Plouescat is een campervriendelijke gemeente: er zijn enkele camperplaatsen aan zee om te overnachten, er is voldoende parkeergelegenheid én er is een mooi zandstrand. Aldus Eric Boudka van het plaatselijke Bureau voor Toerisme. We drinken samen een kop koffie met uitzicht op zee en laten ons bijpraten over het Île de Batz, waar we vanmiddag naartoe gaan, en ontfutselen hem tips over de rest van Finistère, het westelijke departement van Bretagne waar we inmiddels zijn. (Finistère komt van fin des terres, eind van het land.)

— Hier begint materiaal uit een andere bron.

mod actuator;
mod capture;
mod cli;
mod firewall;
mod logger;
mod query;

use actuator::IptablesFilter;
use clap::Parser;
use cli::Cli;
use firewall::clock::SystemClock;
use firewall::{ranges, Firewall};
use get_if_addrs::{get_if_addrs, IfAddr};
use logger::{Event, Logger, SharedLogger};
use query::QueryResponder;
use std::net::Ipv4Addr;
use std::sync::atomic::{AtomicBool, Ordering};
use std::sync::Arc;
use std::time::Instant;

fn main() {
    let cli = Cli::parse();
    let session_start = Instant::now();

    let logger: SharedLogger = Arc::new(Logger::new(cli.json, Some(&cli.log_file)));

    // Shared shutdown flag for graceful termination.
    let shutdown = Arc::new(AtomicBool::new(false));
    register_shutdown_handler(Arc::clone(&shutdown));

    // ── Interface discovery ──────────────────────────────────────────────────
    // Every local IPv4 address goes on the whitelist so the host's own
    // outbound traffic reflected by promiscuous capture can never ban the
    // machine itself. The first non-loopback interface doubles as the
    // capture default.
    let ifaces = match get_if_addrs() {
        Ok(list) => list,
        Err(e) => {
            logger.log(&Event::Info {
                message: &format!("Cannot enumerate interfaces: {}", e),
            });
            std::process::exit(1);
        }
    };

    let mut capture_iface = cli.interface.clone();
    let mut local_addrs: Vec<Ipv4Addr> = Vec::new();
    for iface in &ifaces {
        if let IfAddr::V4(v4) = &iface.addr {
            if v4.ip.is_loopback() {
                continue;
            }
            if capture_iface.is_none() {
                capture_iface = Some(iface.name.clone());
            }
            local_addrs.push(v4.ip);
        }
    }

    if local_addrs.is_empty() {
        logger.log(&Event::Info {
            message: "No usable IPv4 interface found",
        });
        std::process::exit(1);
    }

    // ── Engine setup ─────────────────────────────────────────────────────────
    let mut fw = Firewall::new(SystemClock, IptablesFilter, Arc::clone(&logger));

    for addr in local_addrs {
        fw.add_whitelist(addr);
        logger.log(&Event::Protecting { addr });
    }

    let blacklist = if cfg!(feature = "block-data-centers") {
        logger.log(&Event::Info {
            message: "Data center blacklisting enabled.",
        });
        Some(ranges::data_centers())
    } else {
        logger.log(&Event::Info {
            message: "Data center blacklisting disabled.",
        });
        None
    };
    fw.set_blacklist(blacklist, Some(ranges::trusted_services()));

    // ── Query service ────────────────────────────────────────────────────────
    // Best effort: the firewall keeps running without it.
    let responder = match QueryResponder::bind(cli.query_port, Arc::clone(&logger)) {
        Ok(r) => Some(r),
        Err(e) => {
            logger.log(&Event::Info {
                message: &format!("Failed to start query service: {}", e),
            });
            None
        }
    };

    logger.log(&Event::Info {
        message: "Firewall started. Keep this window open.",
    });

    // ── Capture loop ─────────────────────────────────────────────────────────
    if let Err(e) = capture::run(
        capture_iface.as_deref(),
        &mut fw,
        responder.as_ref(),
        &shutdown,
    ) {
        logger.log(&Event::Info {
            message: &format!("Capture error: {}", e),
        });
    }

    let totals = fw.totals();
    logger.log(&Event::SessionSummary {
        duration_secs: session_start.elapsed().as_secs(),
        packets: totals.packets,
        bans: totals.bans,
        unbans: totals.unbans,
    });

    // `fw` drops here and releases every remaining block rule.
}

/// Registers a signal handler for graceful shutdown on Ctrl+C.
fn register_shutdown_handler(shutdown: Arc<AtomicBool>) {
    let result = ctrlc::set_handler(move || {
        println!("\nExiting...");
        shutdown.store(true, Ordering::SeqCst);
    });
    if result.is_err() {
        println!("Failed to set exit handler.");
    }
}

Op weg naar Roscoff komen we langs de Menhir Cam Louis, volgens Eric lang in gebruik als herkenningspunt voor zeelui, als een soort voorloper van de vuurtoren. Trots laat hij ons parkeren in de buurt van de menhir: zie je wel, hier zijn wél parkeerplaatsen voor campers!

De enorme hoeveelheid zeewier op het strand is het gevolg van springvloed, vertelt Eric. Het zeewier wordt op het strand geworpen, en bij het reguliere hoogwater niet mee terug genomen, omdat het verschil tussen vloed en springvloed twee meter bedraagt. (En tussen eb en gewone vloed zeven meter). Maar dat is alleen maar fijn, want van oudsher wordt zeewier voor van alles en nog wat gebruikt. Tegenwoordig vooral in eten en cosmetica, maar vroeger werd het verbrand en werd de soda die dan overbleef toegepast als grondstof voor glas en als meststof.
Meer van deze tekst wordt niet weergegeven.